(Task statement) Would you return, word for word, the lines of the data below from the line with "many connections the" through the line with "pub(crate) fn connection_count(&self, user_id: Uuid)", and no others?
[[ Input open ]]
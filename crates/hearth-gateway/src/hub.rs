use std::collections::HashMap;
use std::sync::{Arc, PoisonError, RwLock};

use tokio::sync::mpsc;
use tracing::{debug, trace};
use uuid::Uuid;

use hearth_types::events::GatewayEvent;
use hearth_types::ids::FamilyId;

/// Delivers events to every connection in a family's room.
///
/// REST handlers only see this trait, so the in-process `RoomHub` can be
/// replaced by a pub/sub backend without touching them.
pub trait Broadcaster: Send + Sync {
    /// Returns the number of connections the event was handed to.
    fn broadcast(&self, family_id: &FamilyId, event: GatewayEvent) -> usize;
}

/// A live socket's seat in the hub. Returned by `connect`, handed back to
/// `disconnect`.
#[derive(Debug, Clone)]
pub struct Membership {
    pub conn_id: Uuid,
    pub user_id: Uuid,
    pub family_id: Option<FamilyId>,
}

struct RoomMember {
    user_id: Uuid,
    tx: mpsc::UnboundedSender<GatewayEvent>,
}

#[derive(Default)]
struct HubState {
    /// family_id -> (conn_id -> member)
    rooms: HashMap<FamilyId, HashMap<Uuid, RoomMember>>,

    /// user_id -> number of open connections
    connections: HashMap<Uuid, usize>,
}

/// Process-local room membership for all connected sockets.
#[derive(Clone, Default)]
pub struct RoomHub {
    inner: Arc<RwLock<HubState>>,
}

impl RoomHub {
    pub fn new() -> Self {
        Self::default()
    }

    /// Register a connection and seat it in its family's room. Users without
    /// a family are tracked but join no room. Returns the membership and the
    /// receiver that the connection drains.
    pub fn connect(
        &self,
        user_id: Uuid,
        family_id: Option<FamilyId>,
    ) -> (Membership, mpsc::UnboundedReceiver<GatewayEvent>) {
        let conn_id = Uuid::new_v4();
        let (tx, rx) = mpsc::unbounded_channel();

        let mut state = self.inner.write().unwrap_or_else(PoisonError::into_inner);
        *state.connections.entry(user_id).or_insert(0) += 1;
        if let Some(family) = &family_id {
            state
                .rooms
                .entry(family.clone())
                .or_default()
                .insert(conn_id, RoomMember { user_id, tx });
            debug!("Connection {} of {} joined room {}", conn_id, user_id, family);
        }

        (
            Membership {
                conn_id,
                user_id,
                family_id,
            },
            rx,
        )
    }

    /// Remove a connection from its room. Returns how many connections the
    /// user still has open.
    pub fn disconnect(&self, membership: &Membership) -> usize {
        let mut state = self.inner.write().unwrap_or_else(PoisonError::into_inner);

        if let Some(family) = &membership.family_id {
            let now_empty = match state.rooms.get_mut(family) {
                Some(room) => {
                    room.remove(&membership.conn_id);
                    room.is_empty()
                }
                None => false,
            };
            if now_empty {
                state.rooms.remove(family);
            }
        }

        let remaining = match state.connections.get_mut(&membership.user_id) {
            Some(count) => {
                *count = count.saturating_sub(1);
                *count
            }
            None => 0,
        };
        if remaining == 0 {
            state.connections.remove(&membership.user_id);
        }
        remaining
    }

    #[cfg(test)]
    pub(crate) fn connection_count(&self, user_id: Uuid) -> usize {
        let state = self.inner.read().unwrap_or_else(PoisonError::into_inner);
        state.connections.get(&user_id).copied().unwrap_or(0)
    }
}

impl Broadcaster for RoomHub {
    fn broadcast(&self, family_id: &FamilyId, event: GatewayEvent) -> usize {
        let state = self.inner.read().unwrap_or_else(PoisonError::into_inner);
        let Some(room) = state.rooms.get(family_id) else {
            trace!("No sockets in room {} for {}", family_id, event.name());
            return 0;
        };

        // A closed receiver means the connection is tearing down; it leaves
        // the room on its own.
        let delivered = room
            .values()
            .filter(|member| match member.tx.send(event.clone()) {
                Ok(()) => true,
                Err(_) => {
                    trace!("Skipping closed socket of {} in room {}", member.user_id, family_id);
                    false
                }
            })
            .count();
        trace!("{} delivered to {} sockets in room {}", event.name(), delivered, family_id);
        delivered
    }
}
[[ Input closed ]]
(Task response)
    /// Remove a connection from its room. Returns how many connections the
    /// user still has open.
    pub fn disconnect(&self, membership: &Membership) -> usize {
        let mut state = self.inner.write().unwrap_or_else(PoisonError::into_inner);

        if let Some(family) = &membership.family_id {
            let now_empty = match state.rooms.get_mut(family) {
                Some(room) => {
                    room.remove(&membership.conn_id);
                    room.is_empty()
                }
                None => false,
            };
            if now_empty {
                state.rooms.remove(family);
            }
        }

        let remaining = match state.connections.get_mut(&membership.user_id) {
            Some(count) => {
                *count = count.saturating_sub(1);
                *count
            }
            None => 0,
        };
        if remaining == 0 {
            state.connections.remove(&membership.user_id);
        }
        remaining
    }

    #[cfg(test)]
    pub(crate) fn connection_count(&self, user_id: Uuid) -> usize {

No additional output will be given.